EXCERPTED RECORDS START

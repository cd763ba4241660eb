//! Invoice aggregation
//!
//! Turns the computed lines of one center into a numbered [`Invoice`] with a
//! per-test summary, the net payable in figures and words, and the detail
//! lines in registration order.

use chrono::{DateTime, Datelike, NaiveDate, Utc};
use serde::Serialize;
use std::collections::BTreeMap;
use std::sync::Arc;
use tracing::{info, instrument};

use core_kernel::{BillingPeriod, InvoiceId, Money};
use crate::engine::ComputedLine;
use crate::error::BillingError;
use crate::record::BillingType;
use crate::sequence::{InvoiceNumber, InvoiceSequenceCounter, NumberingConfig};
use crate::words::amount_in_words;

/// Summary totals for one test name
#[derive(Debug, Clone, PartialEq, Eq, Serialize)]
pub struct TestSummaryRow {
    pub test_name: String,
    pub count: usize,
    pub total_mrp: Money,
    pub total_sharing: Money,
    pub total_payable: Money,
}

impl TestSummaryRow {
    fn empty(test_name: &str) -> Self {
        Self {
            test_name: test_name.to_string(),
            count: 0,
            total_mrp: Money::zero(),
            total_sharing: Money::zero(),
            total_payable: Money::zero(),
        }
    }

    fn add(&mut self, line: &ComputedLine) -> Result<(), BillingError> {
        self.count += 1;
        self.total_mrp = self.total_mrp.checked_add(&line.mrp())?;
        self.total_sharing = self.total_sharing.checked_add(&line.sharing_amount())?;
        self.total_payable = self.total_payable.checked_add(&line.payable_rate())?;
        Ok(())
    }

    /// Payable per test, rounded to paise
    pub fn average_payable(&self) -> Money {
        if self.count == 0 {
            return Money::zero();
        }
        Money::new(self.total_payable.amount() / rust_decimal::Decimal::from(self.count)).round_to_paise()
    }
}

/// Per-test breakdown and totals of an invoice
#[derive(Debug, Clone, PartialEq, Eq, Serialize)]
pub struct InvoiceSummary {
    /// One row per test name, sorted by name
    pub rows: Vec<TestSummaryRow>,
    pub total_count: usize,
    pub total_mrp: Money,
    pub total_sharing: Money,
    /// Sum of payable rates; the amount the center is paid
    pub net_payable: Money,
    pub amount_in_words: String,
}

/// A finalized invoice for one center and period
#[derive(Debug, Clone, Serialize)]
pub struct Invoice {
    id: InvoiceId,
    invoice_number: InvoiceNumber,
    center_name: String,
    /// `None` when the lines mix billing models
    billing_type: Option<BillingType>,
    issue_date: NaiveDate,
    period: BillingPeriod,
    summary: InvoiceSummary,
    lines: Vec<ComputedLine>,
    narration: String,
    statutory_notes: Vec<String>,
    created_at: DateTime<Utc>,
}

impl Invoice {
    pub fn id(&self) -> InvoiceId {
        self.id
    }

    pub fn invoice_number(&self) -> &InvoiceNumber {
        &self.invoice_number
    }

    pub fn center_name(&self) -> &str {
        &self.center_name
    }

    pub fn billing_type(&self) -> Option<BillingType> {
        self.billing_type
    }

    pub fn issue_date(&self) -> NaiveDate {
        self.issue_date
    }

    pub fn period(&self) -> BillingPeriod {
        self.period
    }

    pub fn summary(&self) -> &InvoiceSummary {
        &self.summary
    }

    /// Detail lines, sorted by registration date then patient name
    pub fn lines(&self) -> &[ComputedLine] {
        &self.lines
    }

    pub fn net_payable(&self) -> Money {
        self.summary.net_payable
    }

    pub fn amount_in_words(&self) -> &str {
        &self.summary.amount_in_words
    }

    pub fn narration(&self) -> &str {
        &self.narration
    }

    pub fn statutory_notes(&self) -> &[String] {
        &self.statutory_notes
    }

    pub fn created_at(&self) -> DateTime<Utc> {
        self.created_at
    }
}

/// Builds invoices and assigns their numbers
///
/// Every aggregator built over the same `Arc<InvoiceSequenceCounter>` draws
/// from one shared sequence.
#[derive(Debug, Clone)]
pub struct InvoiceAggregator {
    numbering: NumberingConfig,
    counter: Arc<InvoiceSequenceCounter>,
    statutory_notes: Vec<String>,
}

impl InvoiceAggregator {
    /// Creates an aggregator with its own counter, starting each month at
    /// `numbering.initial_sequence`
    pub fn new(numbering: NumberingConfig) -> Self {
        let counter = Arc::new(InvoiceSequenceCounter::new(numbering.initial_sequence));
        Self {
            numbering,
            counter,
            statutory_notes: Vec::new(),
        }
    }

    /// Draws numbers from a shared counter instead
    ///
    /// The shared counter's own starting sequence applies.
    pub fn with_counter(mut self, counter: Arc<InvoiceSequenceCounter>) -> Self {
        self.counter = counter;
        self
    }

    /// Sets the notes printed at the foot of every invoice
    pub fn with_statutory_notes<I, S>(mut self, notes: I) -> Self
    where
        I: IntoIterator<Item = S>,
        S: Into<String>,
    {
        self.statutory_notes = notes.into_iter().map(Into::into).collect();
        self
    }

    pub fn numbering(&self) -> &NumberingConfig {
        &self.numbering
    }

    pub fn counter(&self) -> &Arc<InvoiceSequenceCounter> {
        &self.counter
    }

    /// Aggregates one center's lines into a numbered invoice
    ///
    /// All validation runs before the sequence draw, so a rejected call
    /// leaves the counter untouched.
    ///
    /// # Errors
    ///
    /// - `InvalidPeriod` if the period ends before it starts
    /// - `EmptyCenter` if there are no lines
    /// - `Validation` if a line belongs to another center or the numbering
    ///   settings are invalid
    /// - `SequenceUnavailable` if no sequence could be drawn
    #[instrument(skip(self, lines), fields(center = %center_name, lines = lines.len()))]
    pub fn aggregate(
        &self,
        center_name: &str,
        mut lines: Vec<ComputedLine>,
        period: BillingPeriod,
        issue_date: NaiveDate,
    ) -> Result<Invoice, BillingError> {
        period.validate()?;
        self.numbering.validate()?;

        let center_name = center_name.trim();
        if lines.is_empty() {
            return Err(BillingError::EmptyCenter(center_name.to_string()));
        }
        if let Some(stray) = lines
            .iter()
            .find(|line| line.record().center_name.trim() != center_name)
        {
            return Err(BillingError::validation(format!(
                "line for center {} cannot be invoiced to {}",
                stray.record().center_name,
                center_name
            )));
        }

        let summary = summarize(&lines)?;
        let billing_type = single_billing_type(&lines);

        lines.sort_by(|a, b| {
            a.record()
                .registered_date
                .cmp(&b.record().registered_date)
                .then_with(|| a.record().patient_name.cmp(&b.record().patient_name))
        });

        let sequence = self
            .counter
            .next_sequence(issue_date.year(), issue_date.month())?;
        let invoice_number = InvoiceNumber::new(&self.numbering, issue_date, sequence)?;

        info!(
            invoice_number = %invoice_number,
            net_payable = %summary.net_payable,
            "Invoice finalized"
        );

        Ok(Invoice {
            id: InvoiceId::new_v7(),
            invoice_number,
            center_name: center_name.to_string(),
            billing_type,
            issue_date,
            period,
            summary,
            lines,
            narration: format!(
                "Medical diagnostic services provided for the period {}",
                period
            ),
            statutory_notes: self.statutory_notes.clone(),
            created_at: Utc::now(),
        })
    }
}

fn summarize(lines: &[ComputedLine]) -> Result<InvoiceSummary, BillingError> {
    let mut rows: BTreeMap<&str, TestSummaryRow> = BTreeMap::new();
    let mut total_mrp = Money::zero();
    let mut total_sharing = Money::zero();
    let mut net_payable = Money::zero();

    for line in lines {
        let test_name = line.record().test_name.trim();
        rows.entry(test_name)
            .or_insert_with(|| TestSummaryRow::empty(test_name))
            .add(line)?;

        total_mrp = total_mrp.checked_add(&line.mrp())?;
        total_sharing = total_sharing.checked_add(&line.sharing_amount())?;
        net_payable = net_payable.checked_add(&line.payable_rate())?;
    }

    Ok(InvoiceSummary {
        rows: rows.into_values().collect(),
        total_count: lines.len(),
        total_mrp,
        total_sharing,
        net_payable,
        amount_in_words: amount_in_words(net_payable)?,
    })
}

fn single_billing_type(lines: &[ComputedLine]) -> Option<BillingType> {
    let first = lines.first()?.billing_type();
    lines
        .iter()
        .all(|line| line.billing_type() == first)
        .then_some(first)
}
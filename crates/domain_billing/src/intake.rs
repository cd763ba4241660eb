//! Conversion of already-parsed table rows into validated records
//!
//! File parsing belongs to the caller (the batch binary reads CSV with the
//! `csv` crate). This module only maps one row of optional text cells onto a
//! [`PatientTestRecord`], reporting the first missing or malformed field.

use chrono::{NaiveDate, NaiveDateTime};
use rust_decimal::prelude::ToPrimitive;
use rust_decimal::Decimal;
use serde::Deserialize;
use std::str::FromStr;

use core_kernel::Money;
use crate::error::BillingError;
use crate::record::PatientTestRecord;

const DATE_FORMATS: &[&str] = &["%Y-%m-%d", "%d/%m/%Y", "%d-%m-%Y", "%d.%m.%Y"];
const DATE_TIME_FORMATS: &[&str] = &["%Y-%m-%d %H:%M:%S", "%Y-%m-%dT%H:%M:%S", "%d/%m/%Y %H:%M"];

/// One raw input row, keyed by the registration export's column headers
///
/// Every cell is optional so that a missing column surfaces as a
/// `MissingField` error on conversion rather than a deserialization failure.
#[derive(Debug, Clone, Default, Deserialize)]
pub struct RecordRow {
    #[serde(rename = "PatientVisitCode", default)]
    pub visit_code: Option<String>,
    #[serde(rename = "RegisteredDate", default)]
    pub registered_date: Option<String>,
    #[serde(rename = "PatientName", default)]
    pub patient_name: Option<String>,
    #[serde(rename = "Age", default)]
    pub age: Option<String>,
    #[serde(rename = "AgeUnit", default)]
    pub age_unit: Option<String>,
    #[serde(rename = "Gender", default)]
    pub gender: Option<String>,
    #[serde(rename = "MobileNumber", default)]
    pub mobile_number: Option<String>,
    #[serde(rename = "TEST NAME", default)]
    pub test_name: Option<String>,
    #[serde(rename = "CODE NO", default)]
    pub test_code: Option<String>,
    #[serde(rename = "CENTER NAME", default)]
    pub center_name: Option<String>,
    #[serde(rename = "Modality", default)]
    pub modality: Option<String>,
    #[serde(rename = "MRP", default)]
    pub mrp: Option<String>,
    #[serde(rename = "CentreTestRate", default)]
    pub centre_test_rate: Option<String>,
    #[serde(rename = "TEST TYPE", default)]
    pub test_type: Option<String>,
    #[serde(rename = "BillingType", alias = "BILLING TYPE", default)]
    pub billing_type: Option<String>,
}

impl RecordRow {
    /// Converts the row into a validated record
    ///
    /// The discriminator is read from the `BillingType` column; rows in the
    /// older layout carry it in `MobileNumber` instead, and then have no
    /// contact number. An absent discriminator is not an error (the record
    /// bills at flat rate).
    ///
    /// # Errors
    ///
    /// - `MissingField` naming the first absent or blank required column
    /// - `Validation` for unparseable dates, ages or amounts, and for
    ///   negative amounts
    pub fn into_record(self) -> Result<PatientTestRecord, BillingError> {
        let mobile_number = non_blank(self.mobile_number);
        let (discriminator, mobile_number) = match non_blank(self.billing_type) {
            Some(billing_type) => (Some(billing_type), mobile_number),
            None => (mobile_number, None),
        };

        let record = PatientTestRecord {
            visit_code: required(self.visit_code, "PatientVisitCode")?,
            registered_date: parse_date(&required(self.registered_date, "RegisteredDate")?)?,
            patient_name: required(self.patient_name, "PatientName")?,
            age: parse_age(&required(self.age, "Age")?)?,
            age_unit: required(self.age_unit, "AgeUnit")?,
            gender: required(self.gender, "Gender")?,
            mobile_number,
            test_name: required(self.test_name, "TEST NAME")?,
            test_code: required(self.test_code, "CODE NO")?,
            center_name: required(self.center_name, "CENTER NAME")?,
            modality: required(self.modality, "Modality")?,
            test_type: required(self.test_type, "TEST TYPE")?,
            mrp: parse_amount(&required(self.mrp, "MRP")?, "MRP")?,
            centre_test_rate: parse_amount(
                &required(self.centre_test_rate, "CentreTestRate")?,
                "CentreTestRate",
            )?,
            billing_discriminator: discriminator,
        };

        record.validate()?;
        Ok(record)
    }
}

fn non_blank(cell: Option<String>) -> Option<String> {
    cell.map(|v| v.trim().to_string()).filter(|v| !v.is_empty())
}

fn required(cell: Option<String>, column: &str) -> Result<String, BillingError> {
    non_blank(cell).ok_or_else(|| BillingError::missing_field(column))
}

/// Parses a calendar date in any of the accepted export formats
pub fn parse_date(raw: &str) -> Result<NaiveDate, BillingError> {
    let raw = raw.trim();
    DATE_FORMATS
        .iter()
        .find_map(|fmt| NaiveDate::parse_from_str(raw, fmt).ok())
        .or_else(|| {
            DATE_TIME_FORMATS
                .iter()
                .find_map(|fmt| NaiveDateTime::parse_from_str(raw, fmt).ok())
                .map(|dt| dt.date())
        })
        .ok_or_else(|| BillingError::validation(format!("unrecognised date: {}", raw)))
}

fn parse_age(raw: &str) -> Result<u32, BillingError> {
    Decimal::from_str(raw.trim())
        .ok()
        .filter(|d| !d.is_sign_negative())
        .and_then(|d| d.trunc().to_u32())
        .ok_or_else(|| BillingError::validation(format!("invalid age: {}", raw)))
}

/// Parses a rupee amount, tolerating a currency symbol and digit grouping
///
/// The result is rounded to paise.
pub fn parse_amount(raw: &str, column: &str) -> Result<Money, BillingError> {
    let cleaned: String = raw
        .trim()
        .trim_start_matches('₹')
        .chars()
        .filter(|c| *c != ',' && !c.is_whitespace())
        .collect();

    let amount = Decimal::from_str(&cleaned)
        .or_else(|_| Decimal::from_scientific(&cleaned))
        .map_err(|_| BillingError::validation(format!("{} is not a number: {}", column, raw)))?;

    Ok(Money::new(amount).round_to_paise())
}
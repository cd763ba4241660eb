//! Property-Based Test Generators
//!
//! Provides proptest strategies for generating random test data
//! that maintains domain invariants.

use core_kernel::{Money, Percentage};
use domain_billing::PatientTestRecord;
use proptest::prelude::*;
use rust_decimal::Decimal;

use crate::builders::TestRecordBuilder;

/// Strategy for non-negative amounts in paise, up to one crore rupees
pub fn paise_strategy() -> impl Strategy<Value = i64> {
    0i64..1_000_000_000i64
}

/// Strategy for non-negative Money at paise precision
pub fn money_strategy() -> impl Strategy<Value = Money> {
    paise_strategy().prop_map(Money::from_paise)
}

/// Strategy for Money with up to four decimal places, to exercise rounding
pub fn unrounded_money_strategy() -> impl Strategy<Value = Money> {
    (0i64..10_000_000_000i64).prop_map(|n| Money::new(Decimal::new(n, 4)))
}

/// Strategy for percentages 0.00 to 100.00
pub fn percentage_strategy() -> impl Strategy<Value = Percentage> {
    (0u32..=10000u32).prop_filter_map("percentage in range", |n| {
        Percentage::new(Decimal::new(n as i64, 2)).ok()
    })
}

/// Strategy for percentage values outside 0 to 100
pub fn out_of_range_percentage_strategy() -> impl Strategy<Value = Decimal> {
    prop_oneof![
        (1i64..1_000_000i64).prop_map(|n| Decimal::new(-n, 2)),
        (10001i64..1_000_000i64).prop_map(|n| Decimal::new(n, 2)),
    ]
}

/// Strategy for raw discriminator values, recognised or not
pub fn discriminator_strategy() -> impl Strategy<Value = Option<String>> {
    prop_oneof![
        Just(None),
        Just(Some("HLM".to_string())),
        Just(Some("Percentage-Share".to_string())),
        Just(Some("B2B".to_string())),
        "[ -~]{0,16}".prop_map(Some),
    ]
}

/// Strategy for valid records across a few centers
pub fn record_strategy() -> impl Strategy<Value = PatientTestRecord> {
    (
        prop::sample::select(vec!["Hansi Lab", "Rohtak Scan Centre", "Jind Diagnostics"]),
        prop::sample::select(vec!["X-Ray", "CT", "Haematology"]),
        money_strategy(),
        money_strategy(),
        discriminator_strategy(),
        "[A-Z][a-z]{2,10}",
    )
        .prop_map(|(center, test_type, mrp, rate, discriminator, name)| {
            let builder = TestRecordBuilder::flat_rate()
                .with_center(center)
                .with_patient_name(name)
                .with_test(format!("{} test", test_type), test_type)
                .with_mrp(mrp.amount())
                .with_rate(rate.amount());
            let builder = match discriminator {
                Some(d) => builder.with_discriminator(d),
                None => builder.without_discriminator(),
            };
            builder.build()
        })
}

/// Strategy for batches of records
pub fn record_batch_strategy(max: usize) -> impl Strategy<Value = Vec<PatientTestRecord>> {
    proptest::collection::vec(record_strategy(), 0..=max)
}
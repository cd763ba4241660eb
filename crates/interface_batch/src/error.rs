//! Batch error handling

use std::path::PathBuf;
use thiserror::Error;

use domain_billing::BillingError;

/// Batch front-end errors
#[derive(Debug, Error)]
pub enum BatchError {
    #[error("Configuration error: {0}")]
    Config(#[from] config::ConfigError),

    #[error("Invalid configuration: {0}")]
    InvalidConfig(String),

    #[error("No input file configured; pass a path or set BILLING_INPUT_PATH")]
    MissingInput,

    #[error("Failed to read {path}: {source}")]
    Csv {
        path: PathBuf,
        #[source]
        source: csv::Error,
    },

    #[error("I/O error on {path}: {source}")]
    Io {
        path: PathBuf,
        #[source]
        source: std::io::Error,
    },

    #[error(transparent)]
    Billing(#[from] BillingError),
}
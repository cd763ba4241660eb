//! Tests for the batch front end

use chrono::NaiveDate;
use rust_decimal_macros::dec;
use std::path::PathBuf;

use core_kernel::BatchRunId;
use domain_billing::ShareOverrideTable;
use interface_batch::{intake, BatchError, BatchRunner, BillingConfig};
use test_utils::{RecordFixtures, TemporalFixtures};

fn scratch_dir() -> PathBuf {
    std::env::temp_dir().join(format!("center-billing-{}", BatchRunId::new()))
}

// ============================================================================
// Configuration Tests
// ============================================================================

mod config_tests {
    use super::*;

    #[test]
    fn test_defaults() {
        let config = BillingConfig::from_vars(Vec::<(String, String)>::new()).unwrap();

        assert_eq!(config, BillingConfig::default());
        assert_eq!(config.fiscal_year_start_month, 4);
        assert_eq!(config.invoice_sequence_start, 1);
        assert_eq!(config.invoice_prefix, "KRPL");
        assert_eq!(config.default_share_percentage, dec!(50));
        assert_eq!(config.statutory_notes.len(), 2);
    }

    #[test]
    fn test_environment_overrides() {
        let config = BillingConfig::from_vars([
            ("BILLING_INVOICE_PREFIX", "HLAB"),
            ("BILLING_FISCAL_YEAR_START_MONTH", "1"),
            ("BILLING_DEFAULT_SHARE_PERCENTAGE", "40"),
            ("BILLING_STATUTORY_NOTES", "First note|Second note"),
            ("BILLING_ISSUE_DATE", "2024-06-30"),
        ])
        .unwrap();

        assert_eq!(config.invoice_prefix, "HLAB");
        assert_eq!(config.fiscal_year_start_month, 1);
        assert_eq!(config.default_share_percentage, dec!(40));
        assert_eq!(config.statutory_notes, ["First note", "Second note"]);
        assert_eq!(config.issue_date().unwrap(), TemporalFixtures::issue_date());
    }

    #[test]
    fn test_invalid_values_rejected() {
        for (key, value) in [
            ("BILLING_FISCAL_YEAR_START_MONTH", "13"),
            ("BILLING_DEFAULT_SHARE_PERCENTAGE", "120"),
            ("BILLING_TIMEZONE", "Mars/Olympus"),
        ] {
            let result = BillingConfig::from_vars([(key, value)]);
            assert!(matches!(result, Err(BatchError::InvalidConfig(_))), "{key}={value}");
        }
    }

    #[test]
    fn test_period_needs_both_ends() {
        let config = BillingConfig {
            period_start: Some(NaiveDate::from_ymd_opt(2024, 6, 1).unwrap()),
            ..BillingConfig::default()
        };
        assert!(config.validate().is_err());

        let config = BillingConfig {
            period_start: Some(NaiveDate::from_ymd_opt(2024, 6, 30).unwrap()),
            period_end: Some(NaiveDate::from_ymd_opt(2024, 6, 1).unwrap()),
            ..BillingConfig::default()
        };
        assert!(config.validate().is_err());
    }

    #[test]
    fn test_numbering_from_config() {
        let numbering = BillingConfig::default().numbering();
        assert_eq!(numbering.prefix, "KRPL");
        assert_eq!(numbering.fiscal_year_start_month, 4);
        assert_eq!(numbering.initial_sequence, 1);
    }
}

// ============================================================================
// Intake Tests
// ============================================================================

mod intake_tests {
    use super::*;

    const EXPORT: &str = "\
PatientVisitCode,RegisteredDate,PatientName,Age,AgeUnit,Gender,MobileNumber,TEST NAME,CODE NO,CENTER NAME,Modality,MRP,CentreTestRate,TEST TYPE,BillingType
V1, 2024-06-03 ,Asha,41,Years,F,,CBC,H01,Hansi Lab,Pathology,400,0,Haematology,HLM
V2,03/06/2024,Ravi,29,Years,M,9876543210,CT Brain,C01,Rohtak Scan Centre,Radiology,1500,1200,CT,B2B
V3,04/06/2024,Neha,33,Years,F,,Chest PA,X01,,Radiology,600,450,X-Ray,B2B
V4,05/06/2024,Om,60,Years,M,,Chest PA,X01,Rohtak Scan Centre,Radiology,six hundred,450,X-Ray,B2B
";

    #[test]
    fn test_bad_rows_are_skipped_and_reported() {
        let report = intake::read_records(EXPORT.as_bytes()).unwrap();

        assert_eq!(report.records.len(), 2);
        assert_eq!(report.rejected.len(), 2);
        assert_eq!(report.rejected[0].line, 4);
        assert!(report.rejected[0].reason.contains("CENTER NAME"));
        assert_eq!(report.rejected[1].line, 5);
    }

    #[test]
    fn test_overrides_table() {
        let data = "CENTER NAME,TEST TYPE,SHARE_PERCENTAGE\nHansi Lab,X-Ray,60\nHansi Lab,CT,45.5\n";
        let table = intake::read_overrides(data.as_bytes()).unwrap();

        assert_eq!(table.len(), 2);
        assert_eq!(table.overrides_for("hansi lab").get("CT"), Some(&dec!(45.5)));
    }

    #[test]
    fn test_overrides_out_of_range_fails_whole_table() {
        let data = "CENTER NAME,TEST TYPE,SHARE_PERCENTAGE\nHansi Lab,X-Ray,160\n";
        assert!(matches!(
            intake::read_overrides(data.as_bytes()),
            Err(BatchError::Billing(_))
        ));
    }

    #[test]
    fn test_missing_file() {
        let path = scratch_dir().join("missing.csv");
        assert!(matches!(
            intake::read_records_from_path(&path),
            Err(BatchError::Io { .. })
        ));
    }
}

// ============================================================================
// Runner Tests
// ============================================================================

mod runner_tests {
    use super::*;

    fn config(output_dir: PathBuf) -> BillingConfig {
        BillingConfig {
            output_dir,
            issue_date: Some(TemporalFixtures::issue_date()),
            ..BillingConfig::default()
        }
    }

    #[test]
    fn test_run_invoices_every_center() {
        let dir = scratch_dir();
        let table = ShareOverrideTable::from_rows(RecordFixtures::override_rows()).unwrap();

        let summary = BatchRunner::new(config(dir.clone()))
            .run(RecordFixtures::mixed_batch(), table, Vec::new())
            .unwrap();

        assert!(!summary.has_failures());
        assert_eq!(summary.generated.len(), 3);
        assert_eq!(
            summary.period.map(|p| (p.start, p.end)),
            Some((TemporalFixtures::registered_on(), TemporalFixtures::registered_on()))
        );

        let numbers: Vec<_> = summary.generated.iter().map(|g| g.invoice_number.as_str()).collect();
        assert_eq!(
            numbers,
            [
                "KRPL/2024-2025/06/001",
                "KRPL/2024-2025/06/002",
                "KRPL/2024-2025/06/003"
            ]
        );

        for generated in &summary.generated {
            let bytes = std::fs::read(&generated.path).unwrap();
            let value: serde_json::Value = serde_json::from_slice(&bytes).unwrap();
            assert_eq!(value["invoice_number"], generated.invoice_number.as_str());
        }

        std::fs::remove_dir_all(&dir).ok();
    }

    #[test]
    fn test_empty_batch() {
        let dir = scratch_dir();
        let summary = BatchRunner::new(config(dir))
            .run(Vec::new(), ShareOverrideTable::default(), Vec::new())
            .unwrap();

        assert!(summary.period.is_none());
        assert!(summary.generated.is_empty());
    }

    #[test]
    fn test_second_run_continues_sequence() {
        let dir = scratch_dir();
        let runner = BatchRunner::new(config(dir.clone()));

        runner
            .run(RecordFixtures::mixed_batch(), ShareOverrideTable::default(), Vec::new())
            .unwrap();
        let second = runner
            .run(RecordFixtures::mixed_batch(), ShareOverrideTable::default(), Vec::new())
            .unwrap();

        assert_eq!(second.generated[0].invoice_number, "KRPL/2024-2025/06/004");
        assert_eq!(runner.counter().peek(2024, 6).unwrap(), 7);

        std::fs::remove_dir_all(&dir).ok();
    }
}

EXCERPTED RECORDS END

WHAT TO PRODUCE: Tally every line of the listing that holds the string "prelude", then give the number by itself.

ANSWER: 2